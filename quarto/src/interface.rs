//! The entry points for a front end that drives a game step by step.
//!
//! [`Game`](crate::Game) is built from these, so a front end can either use
//! them directly on its own state, or use a `Game`.
use rand::Rng;

use crate::{Board, IllegalPlacement, Outcome, Piece, PiecesSet, PlayerId, QuartoAi, ALL_PIECES_SET};

/// A fresh game: an empty board, all pieces available, and player one to move.
pub fn initialize_game() -> (Board, PiecesSet, PlayerId) {
    (Board::new(), ALL_PIECES_SET, PlayerId::One)
}

/// Take the piece at position `index` of the pool, in the order the pool iterates in.
///
/// Returns the piece and the remaining pool, or `None` if the index is out of range.
pub fn handle_piece_selection(pool: PiecesSet, index: usize) -> Option<(Piece, PiecesSet)> {
    let piece = pool.nth(index)?;
    Some((piece, pool.remove(piece)))
}

/// Place `piece` for `player` and report how the game continues.
///
/// On error the board is unchanged and the caller should ask for another cell.
pub fn handle_placement(
    board: &mut Board,
    piece: Piece,
    row: usize,
    col: usize,
    player: PlayerId,
) -> Result<Outcome, IllegalPlacement> {
    board.place(piece, row, col)?;
    let outcome = if board.check_win() {
        Outcome::Win(player)
    } else if board.is_full() {
        Outcome::Draw
    } else {
        Outcome::Continue
    };
    Ok(outcome)
}

pub fn request_ai_piece_choice<R: Rng>(ai: &mut QuartoAi<R>, pool: PiecesSet) -> Option<Piece> {
    ai.choose_piece(pool)
}

pub fn request_ai_placement<R: Rng>(
    ai: &mut QuartoAi<R>,
    board: &Board,
    piece: Piece,
) -> Option<(usize, usize)> {
    ai.best_placement(board, piece)
}
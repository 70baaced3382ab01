use quarto::{Game, IllegalMove, Okay, Outcome, Phase, Piece, Placement, PlayerId, Request};
use rand::rngs::StdRng;
use rand::Rng;
use tracing::debug;

use crate::player::Player;

#[derive(Debug, PartialEq, Eq)]
pub enum GameResult {
    WonByPlayer { player_idx: usize },
    Tie,
    IllegalMoveByPlayer { player_idx: usize, err: IllegalMove },
}

/// A finished game. Both fields are indexed like the players passed to [`play_game`].
#[derive(Debug, PartialEq, Eq)]
pub struct GameSummary {
    /// Which seat each player had. [`PlayerId::One`] hands out the first piece.
    pub player_ids: [PlayerId; 2],
    pub result: GameResult,
}

/// Returns an error only on communication failure, not when an
/// illegal move is played.
pub fn play_game(
    rng: &mut StdRng,
    player_1: &mut Player,
    player_2: &mut Player,
) -> anyhow::Result<GameSummary> {
    // Randomly pick who selects the first piece
    let first_player_idx = if rng.gen::<bool>() { 1 } else { 0 };
    play_game_with_first_player(first_player_idx, player_1, player_2)
}

/// Like [`play_game`], with `players[first_player_idx]` as [`PlayerId::One`].
pub fn play_game_with_first_player(
    first_player_idx: usize,
    player_1: &mut Player,
    player_2: &mut Player,
) -> anyhow::Result<GameSummary> {
    let mut players = [player_1, player_2];
    let player_ids = if first_player_idx == 0 {
        [PlayerId::One, PlayerId::Two]
    } else {
        [PlayerId::Two, PlayerId::One]
    };
    let player_idx_of = |id: PlayerId| if player_ids[0] == id { 0 } else { 1 };
    let summary = |result| GameSummary { player_ids, result };

    // Inform the players about the new game, so that they can reset their state
    for (player, id) in players.iter_mut().zip(player_ids) {
        let _: Okay = player.perform_request(&Request::NewGame { player: id })?;
    }

    let mut game = Game::new();
    loop {
        let player_idx = player_idx_of(game.current_player());
        let player = &mut players[player_idx];
        let board = *game.board();
        let available: Vec<Piece> = game.pool().into_iter().collect();
        let step_result = match game.phase() {
            Phase::SelectPiece => {
                let piece: Piece =
                    player.perform_request(&Request::SelectPiece { board, available })?;
                debug!(player = %player.name, %piece, "Selected piece");
                game.select_piece(piece).map(|()| Outcome::Continue)
            }
            Phase::PlacePiece { piece } => {
                let Placement { row, col } =
                    player.perform_request::<Placement>(&Request::PlacePiece {
                        board,
                        piece,
                        available,
                    })?;
                debug!(player = %player.name, %piece, row, col, "Placed piece");
                game.place_piece(row, col)
            }
        };

        match step_result {
            Ok(Outcome::Continue) => {}
            Ok(Outcome::Win(id)) => {
                debug!("Final board:\n{}", game.board());
                if let Some(line) = game.board().winning_line() {
                    debug!(cells = ?line.cells, shared = ?line.shared_attributes, "Winning line");
                }
                return Ok(summary(GameResult::WonByPlayer {
                    player_idx: player_idx_of(id),
                }));
            }
            Ok(Outcome::Draw) => {
                debug!("Final board:\n{}", game.board());
                return Ok(summary(GameResult::Tie));
            }
            Err(err) => {
                return Ok(summary(GameResult::IllegalMoveByPlayer { player_idx, err }));
            }
        }
    }
}

#[cfg(test)]
mod tests {
    use std::io::Cursor;

    use quarto::{piece, ALL_PIECES};

    use super::*;

    /// A player answering with the given JSON lines, after acknowledging the new game.
    fn scripted_player(name: &str, responses: &[String]) -> Player {
        let script = std::iter::once(String::from("[]"))
            .chain(responses.iter().cloned())
            .map(|line| line + "\n")
            .collect::<String>();
        Player::from_streams(name, Cursor::new(script), std::io::sink())
    }

    fn piece_json(piece: Piece) -> String {
        serde_json::to_string(&piece).unwrap()
    }

    fn placement_json(row: usize, col: usize) -> String {
        serde_json::to_string(&Placement { row, col }).unwrap()
    }

    /// Scripts for player one and player two that put `pieces[k]` on `cells[k]`.
    ///
    /// Player one selects the even pieces and places the odd ones.
    fn scripts(pieces: &[Piece], cells: &[(usize, usize)]) -> [Vec<String>; 2] {
        let mut scripts = [Vec::new(), Vec::new()];
        for (k, (&piece, &(row, col))) in pieces.iter().zip(cells).enumerate() {
            let selector = k % 2;
            scripts[selector].push(piece_json(piece));
            scripts[1 - selector].push(placement_json(row, col));
        }
        scripts
    }

    #[test]
    fn the_first_player_wins_regardless_of_seat() {
        let pieces = ["CSTP", "CMTW", "CSIW", "CMIP"].map(|code| code.parse::<Piece>().unwrap());
        let cells = [(0, 0), (0, 1), (0, 2), (0, 3)];
        let [one, two] = scripts(&pieces, &cells);

        for first_player_idx in [0, 1] {
            let mut seats = [scripted_player("a", &one), scripted_player("b", &two)];
            if first_player_idx == 1 {
                seats.swap(0, 1);
            }
            let [mut player_1, mut player_2] = seats;
            let summary =
                play_game_with_first_player(first_player_idx, &mut player_1, &mut player_2)
                    .unwrap();
            assert_eq!(summary.player_ids[first_player_idx], PlayerId::One);
            assert_eq!(summary.player_ids[1 - first_player_idx], PlayerId::Two);
            // The fourth piece is placed by player one
            assert_eq!(
                summary.result,
                GameResult::WonByPlayer {
                    player_idx: first_player_idx
                }
            );
        }
    }

    #[test]
    fn full_board_is_a_tie() {
        let layout = [12, 8, 2, 7, 5, 0, 10, 4, 11, 14, 9, 3, 1, 13, 6, 15];
        let pieces: Vec<Piece> = layout.iter().map(|&idx| ALL_PIECES[idx]).collect();
        let cells: Vec<(usize, usize)> = (0..16).map(|k| (k / 4, k % 4)).collect();
        let [one, two] = scripts(&pieces, &cells);
        let mut player_1 = scripted_player("a", &one);
        let mut player_2 = scripted_player("b", &two);
        let summary = play_game_with_first_player(0, &mut player_1, &mut player_2).unwrap();
        assert_eq!(summary.result, GameResult::Tie);
    }

    #[test]
    fn handing_out_a_used_piece_loses() {
        let one = vec![piece_json(piece!("CSTP"))];
        let two = vec![placement_json(0, 0), piece_json(piece!("CSTP"))];
        let mut player_1 = scripted_player("a", &two);
        let mut player_2 = scripted_player("b", &one);
        let summary = play_game_with_first_player(1, &mut player_1, &mut player_2).unwrap();
        assert_eq!(
            summary.result,
            GameResult::IllegalMoveByPlayer {
                player_idx: 0,
                err: IllegalMove::PieceNotAvailable {
                    piece: piece!("CSTP")
                }
            }
        );
    }

    #[test]
    fn broken_communication_is_an_error() {
        let mut player_1 = scripted_player("a", &[String::from("\"not a piece\"")]);
        let mut player_2 = scripted_player("b", &[]);
        assert!(play_game_with_first_player(0, &mut player_1, &mut player_2).is_err());
    }
}
use crate::{Phase, Piece};

/// The error type for [`Board::place()`](crate::Board::place), i.e. for placing a single piece.
#[derive(Clone, Copy, Debug, PartialEq, Eq)]
pub enum IllegalPlacement {
    OutOfBounds { row: usize, col: usize },
    CellOccupied { row: usize, col: usize, existing: Piece },
}

impl std::error::Error for IllegalPlacement {}

impl std::fmt::Display for IllegalPlacement {
    fn fmt(&self, f: &mut std::fmt::Formatter<'_>) -> std::fmt::Result {
        match self {
            IllegalPlacement::OutOfBounds { row, col } => {
                write!(f, "Cell ({}, {}) is outside of the board", row, col)
            }
            IllegalPlacement::CellOccupied { row, col, existing } => {
                write!(f, "Cell ({}, {}) is already occupied by {}", row, col, existing)
            }
        }
    }
}

/// The error type for one step of a [`Game`](crate::Game).
///
/// The game is left unchanged when one of these is returned.
#[derive(Debug, PartialEq, Eq)]
pub enum IllegalMove {
    GameAlreadyOver,
    WrongPhase { phase: Phase },
    PieceNotAvailable { piece: Piece },
    PoolIndexOutOfRange { index: usize, pool_size: usize },
    NoPieceToHandOut,
    NoLegalPlacement,
    IllegalPlacement { err: IllegalPlacement },
}

impl std::error::Error for IllegalMove {
    fn source(&self) -> Option<&(dyn std::error::Error + 'static)> {
        match self {
            IllegalMove::IllegalPlacement { err } => Some(err),
            _ => None,
        }
    }
}

impl std::fmt::Display for IllegalMove {
    fn fmt(&self, f: &mut std::fmt::Formatter<'_>) -> std::fmt::Result {
        match self {
            IllegalMove::GameAlreadyOver => write!(f, "The game is already over"),
            IllegalMove::WrongPhase {
                phase: Phase::SelectPiece,
            } => write!(f, "Tried to place a piece, but a piece has to be selected first"),
            IllegalMove::WrongPhase {
                phase: Phase::PlacePiece { piece },
            } => write!(
                f,
                "Tried to select a piece, but the selected piece {} has to be placed first",
                piece
            ),
            IllegalMove::PieceNotAvailable { piece } => {
                write!(f, "Piece {} is not among the available pieces", piece)
            }
            IllegalMove::PoolIndexOutOfRange { index, pool_size } => write!(
                f,
                "Tried to select piece number {}, but only {} pieces are available",
                index, pool_size
            ),
            IllegalMove::NoPieceToHandOut => write!(f, "There is no piece left to hand out"),
            IllegalMove::NoLegalPlacement => write!(f, "There is no empty cell left to place on"),
            IllegalMove::IllegalPlacement { .. } => {
                write!(f, "Tried to place the piece on an unavailable cell")
            }
        }
    }
}

impl From<IllegalPlacement> for IllegalMove {
    fn from(err: IllegalPlacement) -> Self {
        IllegalMove::IllegalPlacement { err }
    }
}
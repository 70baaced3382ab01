/// Macro to help with defining bitset types.
///
/// `$valid` masks out the bits that do not correspond to any element, so that
/// `!set` stays within the universe of the set.
macro_rules! bitset_traits {
    ($name:ident, $valid:expr) => {
        impl std::ops::BitAnd for $name {
            type Output = Self;

            fn bitand(self, rhs: Self) -> Self::Output {
                Self {
                    bits: self.bits & rhs.bits,
                }
            }
        }

        impl std::ops::BitOr for $name {
            type Output = Self;

            fn bitor(self, rhs: Self) -> Self::Output {
                Self {
                    bits: self.bits | rhs.bits,
                }
            }
        }

        impl std::ops::BitXor for $name {
            type Output = Self;

            fn bitxor(self, rhs: Self) -> Self::Output {
                Self {
                    bits: self.bits ^ rhs.bits,
                }
            }
        }

        impl std::ops::BitAndAssign for $name {
            fn bitand_assign(&mut self, rhs: Self) {
                self.bits &= rhs.bits;
            }
        }

        impl std::ops::BitOrAssign for $name {
            fn bitor_assign(&mut self, rhs: Self) {
                self.bits |= rhs.bits;
            }
        }

        impl std::ops::BitXorAssign for $name {
            fn bitxor_assign(&mut self, rhs: Self) {
                self.bits ^= rhs.bits;
            }
        }

        impl std::ops::Not for $name {
            type Output = Self;

            fn not(self) -> Self::Output {
                Self {
                    bits: !self.bits & $valid,
                }
            }
        }

        impl Default for $name {
            fn default() -> Self {
                Self { bits: 0 }
            }
        }
    };
}
pub(crate) use bitset_traits;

═══

=== TASK BRIEF ===
I'd like the lines above from the one with "#[cfg(test)]" up to and including the one with "the new game." copied exactly, with no other lines.

=== SOLVED EXERCISE ===
#[cfg(test)]
mod tests {
    use std::io::Cursor;

    use quarto::{piece, ALL_PIECES};

    use super::*;

    /// A player answering with the given JSON lines, after acknowledging the new game.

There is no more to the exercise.